If there is no Major League Baseball played this year because the owners and players can’t agree on salaries, it would make the cancellation of the 1994 World Series feel like a doubleheader rainout in June.
It would destroy the sport.
Look, everyone in the game is going to lose money this year.
Teams are projecting losses between $84 million to $312 million.
Players will lose nearly half of their income, with their upfront payments – paying players with guaranteed contracts $4,750 a day – ending May 24.
Team employees, from club presidents to their amateur scouts, are having their salaries slashed, with others being furloughed until the winter, and many fearing they’ll be terminated when their contacts expire in October.
It is ugly. It is terrifying. It is heartbreaking.
So please, now is not the time to try to win a public-relations battle with the fans, leaking internal documents to the news media, or waging a war of words to legal teams.
No one wants to hear it.
The owners want to start the season by the first week of July, playing at least 82 regular-season games but insist it’s economically impossible to play without fans unless the players agree to further salary reductions.
The players want to play tomorrow, if they could, with at least a 100-game season, but have difficulty believing the owners will lose $4 billion this season if their salaries remain the same. They simply can’t buy the notion teams will lose more money by playing than having no season, even without fans.
Yet, with hopes of teams gathering for spring training by June 15, and playing games by July 4, the two sides still have not had a single exchange of a proposed economic plan.
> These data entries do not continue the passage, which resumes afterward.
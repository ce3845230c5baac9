//! Resolución de consultas con yt-dlp.
//!
//! Una URL se resuelve tal cual (incluidas playlists, acotadas a
//! `max_items`); cualquier otro texto se convierte en una búsqueda que
//! toma el primer resultado. yt-dlp emite un objeto JSON por línea y
//! las líneas ilegibles se descartan en silencio.

use async_trait::async_trait;
use serde::Deserialize;
use tokio::process::Command;
use tracing::debug;

use crate::error::{PlaybackError, Result};
use crate::resolver::SourceResolver;
use crate::track::Track;

pub struct YtDlpResolver {
    max_items: usize,
}

impl YtDlpResolver {
    pub fn new(max_items: usize) -> Self {
        Self { max_items }
    }
}

#[async_trait]
impl SourceResolver for YtDlpResolver {
    async fn resolve(&self, query: &str) -> Result<Vec<Track>> {
        let target = resolve_target(query);
        debug!("🔍 Resolviendo: {}", target);

        let output = Command::new("yt-dlp")
            .args(["--dump-json", "--no-warnings", "--playlist-end"])
            .arg(self.max_items.to_string())
            .arg(&target)
            .output()
            .await
            .map_err(|e| {
                PlaybackError::UnresolvableSource(format!("{query}: no se pudo lanzar yt-dlp: {e}"))
            })?;

        if !output.status.success() {
            let stderr = String::from_utf8_lossy(&output.stderr);
            return Err(PlaybackError::UnresolvableSource(format!(
                "{query}: {}",
                stderr.trim()
            )));
        }

        let stdout = String::from_utf8_lossy(&output.stdout);
        let tracks = stdout
            .lines()
            .filter_map(|line| serde_json::from_str::<YtDlpEntry>(line).ok())
            .map(YtDlpEntry::into_track)
            .collect();

        Ok(tracks)
    }
}

fn resolve_target(query: &str) -> String {
    if query.starts_with("http://") || query.starts_with("https://") {
        query.to_string()
    } else {
        format!("ytsearch1:{query}")
    }
}

#[derive(Debug, Deserialize)]
struct YtDlpEntry {
    title: Option<String>,
    webpage_url: Option<String>,
    url: Option<String>,
    duration: Option<f64>,
    thumbnail: Option<String>,
    is_live: Option<bool>,
}

impl YtDlpEntry {
    fn into_track(self) -> Track {
        let locator = self
            .webpage_url
            .or(self.url)
            .unwrap_or_default();
        let title = self.title.unwrap_or_else(|| "Desconocido".to_string());

        let mut track = Track::new(title, locator.clone());
        // Los streams en vivo quedan sin duración conocida
        if !self.is_live.unwrap_or(false) {
            if let Some(seconds) = self.duration {
                track = track.with_duration_secs(seconds as u64);
            }
        }
        if let Some(thumbnail) = self.thumbnail {
            track = track.with_thumbnail(thumbnail);
        }
        if !locator.is_empty() {
            track = track.with_url(locator);
        }
        track
    }
}
//! Tipos de error del orquestador.
//!
//! Taxonomía única para colas, sesiones y colaboradores externos,
//! definida con `thiserror` para propagación clara con `?`.

use thiserror::Error;

/// Error principal del núcleo de reproducción
#[derive(Error, Debug)]
pub enum PlaybackError {
    /// La cola no tiene canciones que entregar
    #[error("la cola está vacía")]
    EmptyQueue,

    /// Posición 1-indexada fuera de `[1, size]`
    #[error("posición inválida: {position} (la cola tiene {size} canciones)")]
    InvalidPosition { position: usize, size: usize },

    /// La cola alcanzó su capacidad configurada
    #[error("la cola está llena (máximo {0} canciones)")]
    QueueFull(usize),

    /// El resolver externo no pudo producir tracks para la consulta
    #[error("no se pudo resolver la fuente: {0}")]
    UnresolvableSource(String),

    /// El sink de audio falló al arrancar; la sesión queda en Idle
    #[error("el sink de audio no pudo iniciar: {0}")]
    SinkStart(String),

    /// El mensaje de estado fue borrado externamente
    #[error("mensaje de estado no encontrado")]
    DisplayNotFound,

    /// Fallo del canal de display distinto a NotFound
    #[error("error del canal de display: {0}")]
    Display(String),

    /// Ya se está en el extremo de la escalera de velocidades
    #[error("ya se está en la velocidad límite ({limit}x)")]
    SpeedBoundary { limit: f64 },

    /// Volumen fuera del dominio permitido
    #[error("volumen fuera de rango: {0} (permitido 0.0 a 2.0)")]
    InvalidVolume(f32),

    /// La operación requiere una reproducción activa
    #[error("no hay reproducción activa")]
    NothingPlaying,
}

/// Alias de conveniencia para el crate
pub type Result<T> = std::result::Result<T, PlaybackError>;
MLB owners agreed to present a 50-50 revenue-sharing plan 10 days ago, but once Clark and agent Scott Boras publicly decried the proposal, saying it would be immediately rejected, the union still hasn’t received a proposal.
The union may still scoff at any idea of a revenue-sharing plan but will tell you they are open to listening to any proposal MLB wants to offer.
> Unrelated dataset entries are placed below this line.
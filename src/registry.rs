//! Registro por guild del orquestador.
//!
//! Cada guild tiene exactamente un [`GuildHandle`], alcanzable solo a
//! través del registro: cola + sesión bajo un único lock asíncrono, el
//! contador de época de reproducción y los handles de las tareas de
//! fondo. La entrada se crea en el primer uso y se destruye de forma
//! explícita al desconectar el guild.

use dashmap::DashMap;
use serenity::model::id::GuildId;
use std::sync::atomic::{AtomicU64, Ordering};
use std::sync::Arc;
use tokio::sync::Mutex;
use tokio::task::JoinHandle;
use tokio_util::sync::CancellationToken;
use tracing::{debug, info};

use crate::config::Config;
use crate::queue::GuildQueue;
use crate::session::PlaybackSession;

/// Estado mutable de un guild: cola y sesión, siempre bajo el mismo lock
#[derive(Debug)]
pub struct GuildState {
    pub queue: GuildQueue,
    pub session: PlaybackSession,
}

/// Handle de una tarea de fondo cancelable
#[derive(Debug)]
pub struct TaskHandle {
    pub join: JoinHandle<()>,
    pub cancel: CancellationToken,
}

impl TaskHandle {
    /// Cancela la tarea; seguro de llamar más de una vez
    pub fn cancel(&self) {
        self.cancel.cancel();
        self.join.abort();
    }
}

/// Registro de un guild dentro del orquestador
#[derive(Debug)]
pub struct GuildHandle {
    pub guild_id: GuildId,
    /// Serializa toda mutación de cola/sesión del guild, incluida la
    /// secuencia advance/on_sink_complete completa
    pub state: Mutex<GuildState>,
    /// Época de reproducción: cada arranque de sink la incrementa y las
    /// finalizaciones con época vieja se descartan
    epoch: AtomicU64,
    reconciler: parking_lot::Mutex<Option<TaskHandle>>,
    reaper: parking_lot::Mutex<Option<JoinHandle<()>>>,
}

impl GuildHandle {
    fn new(guild_id: GuildId, config: &Config) -> Self {
        Self {
            guild_id,
            state: Mutex::new(GuildState {
                queue: GuildQueue::new(config.max_queue_size),
                session: PlaybackSession::new(config.default_volume),
            }),
            epoch: AtomicU64::new(0),
            reconciler: parking_lot::Mutex::new(None),
            reaper: parking_lot::Mutex::new(None),
        }
    }

    pub fn current_epoch(&self) -> u64 {
        self.epoch.load(Ordering::SeqCst)
    }

    /// Invalida cualquier finalización pendiente del sink anterior
    pub fn bump_epoch(&self) -> u64 {
        self.epoch.fetch_add(1, Ordering::SeqCst) + 1
    }

    pub fn set_reconciler(&self, handle: TaskHandle) {
        if let Some(previous) = self.reconciler.lock().replace(handle) {
            previous.cancel();
        }
    }

    /// Si el loop del reconciliador sigue vivo
    pub fn reconciler_running(&self) -> bool {
        self.reconciler
            .lock()
            .as_ref()
            .map(|h| !h.join.is_finished())
            .unwrap_or(false)
    }

    /// Idempotente: sin efecto si no hay loop corriendo
    pub fn cancel_reconciler(&self) {
        if let Some(handle) = self.reconciler.lock().take() {
            handle.cancel();
            debug!("🛑 Reconciliador cancelado para guild {}", self.guild_id);
        }
    }

    /// Arma el reaper reemplazando cualquier timer anterior (gana el último)
    pub fn set_reaper(&self, handle: JoinHandle<()>) {
        if let Some(previous) = self.reaper.lock().replace(handle) {
            previous.abort();
        }
    }

    pub fn reaper_armed(&self) -> bool {
        self.reaper
            .lock()
            .as_ref()
            .map(|h| !h.is_finished())
            .unwrap_or(false)
    }

    /// Idempotente: sin efecto si no hay timer armado
    pub fn cancel_reaper(&self) {
        if let Some(handle) = self.reaper.lock().take() {
            handle.abort();
            debug!("🛑 Timer de inactividad cancelado para guild {}", self.guild_id);
        }
    }

    /// Cancela ambas tareas de fondo; parte del teardown
    pub fn cancel_tasks(&self) {
        self.cancel_reconciler();
        self.cancel_reaper();
    }
}

/// Mapa global guild → estado, dueño del ciclo de vida de cada entrada
#[derive(Debug)]
pub struct GuildRegistry {
    guilds: DashMap<GuildId, Arc<GuildHandle>>,
    config: Config,
}

impl GuildRegistry {
    pub fn new(config: Config) -> Self {
        Self {
            guilds: DashMap::new(),
            config,
        }
    }

    /// Entrada del guild, creándola en el primer uso
    pub fn get_or_create(&self, guild_id: GuildId) -> Arc<GuildHandle> {
        self.guilds
            .entry(guild_id)
            .or_insert_with(|| {
                info!("🆕 Registrando guild {}", guild_id);
                Arc::new(GuildHandle::new(guild_id, &self.config))
            })
            .clone()
    }

    pub fn get(&self, guild_id: GuildId) -> Option<Arc<GuildHandle>> {
        self.guilds.get(&guild_id).map(|entry| entry.clone())
    }

    /// Retira la entrada del guild y cancela sus tareas de fondo
    pub fn remove(&self, guild_id: GuildId) -> Option<Arc<GuildHandle>> {
        let (_, handle) = self.guilds.remove(&guild_id)?;
        handle.cancel_tasks();
        info!("🗑️ Guild {} retirado del registro", guild_id);
        Some(handle)
    }

    pub fn guild_ids(&self) -> Vec<GuildId> {
        self.guilds.iter().map(|entry| *entry.key()).collect()
    }

    /// Teardown global al apagar el proceso
    pub fn shutdown(&self) {
        for guild_id in self.guild_ids() {
            self.remove(guild_id);
        }
    }
}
MLB will tell you that if the union flatly refuses any revenue-sharing plan, then the union should propose an economic plan.
It’s possible this will come to an end this week. Let’s hope.
Manfred and MLB attorneys plan to present an economic plan to the union by Friday, two people with direct knowledge of the negotiations told USA TODAY Sports, perhaps outlining with greater detail their projected losses in 2020. The officials spoke on the condition of anonymity because they were unauthorized to publicly discuss the negotiations.
The union is eagerly awaiting the proposal, and then can spend the Memorial Day weekend poring over it, formulating a counter-proposal.
The players want the owners to at least prove their economic duress, which they formally requested a week ago. If the owners demonstrate their projected financial losses, the players may be amenable to softening their stance on restructuring salaries, which already is costing them about $2 billion.
Perhaps there can be a compromise if the two sides can agree to defer a portion of the salaries this season only to provide economic relief.
Maybe the players will be willing to assume part of the risk if a second wave of the coronavirus prematurely ends the season, wiping out about $1 billion in anticipated postseason revenue with the expanded playoffs.
Maybe it’s as simple as the owners guaranteeing more regular season games to the players, or even giving the union a cut of the postseason money.
There is no drop-dead deadline for negotiations, the two sides say, but the longer it drags out, the fewer games will be played, and the more money will be lost.
They each are hoping an agreement can be reached by June 3. The players report to spring training on June 10. The regular season season starts July 1. And the entire postseason is completed by Halloween.
It’s still unfathomable, no matter how much the rhetoric is put on public display, to believe that baseball won’t be played this summer.
It will happen.
Really, there is no choice.
But the clock is ticking.
It’s time for baseball to save itself before it’s too late.